### Material for this task

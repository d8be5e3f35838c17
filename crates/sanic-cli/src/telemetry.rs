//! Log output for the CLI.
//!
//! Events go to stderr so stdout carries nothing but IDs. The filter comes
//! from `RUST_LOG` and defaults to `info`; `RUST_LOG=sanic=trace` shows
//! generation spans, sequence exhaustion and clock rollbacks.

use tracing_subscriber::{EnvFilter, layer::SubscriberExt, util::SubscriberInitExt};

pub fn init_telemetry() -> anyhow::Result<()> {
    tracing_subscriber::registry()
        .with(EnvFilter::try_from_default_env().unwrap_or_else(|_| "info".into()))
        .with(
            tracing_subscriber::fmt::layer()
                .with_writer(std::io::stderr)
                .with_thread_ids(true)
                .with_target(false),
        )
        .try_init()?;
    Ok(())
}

### Problem requirements
Copy the lines of the listing exactly. Skip none.

### Answer box
repository d8be5e3f35838c17
filename crates/sanic-cli/src/telemetry.rs
//! Log output for the CLI.
//!
//! Events go to stderr so stdout carries nothing but IDs. The filter comes
//! from `RUST_LOG` and defaults to `info`; `RUST_LOG=sanic=trace` shows
//! generation spans, sequence exhaustion and clock rollbacks.

use tracing_subscriber::{EnvFilter, layer::SubscriberExt, util::SubscriberInitExt};

pub fn init_telemetry() -> anyhow::Result<()> {
    tracing_subscriber::registry()
        .with(EnvFilter::try_from_default_env().unwrap_or_else(|_| "info".into()))
        .with(
            tracing_subscriber::fmt::layer()
                .with_writer(std::io::stderr)
                .with_thread_ids(true)
                .with_target(false),
        )
        .try_init()?;
    Ok(())
}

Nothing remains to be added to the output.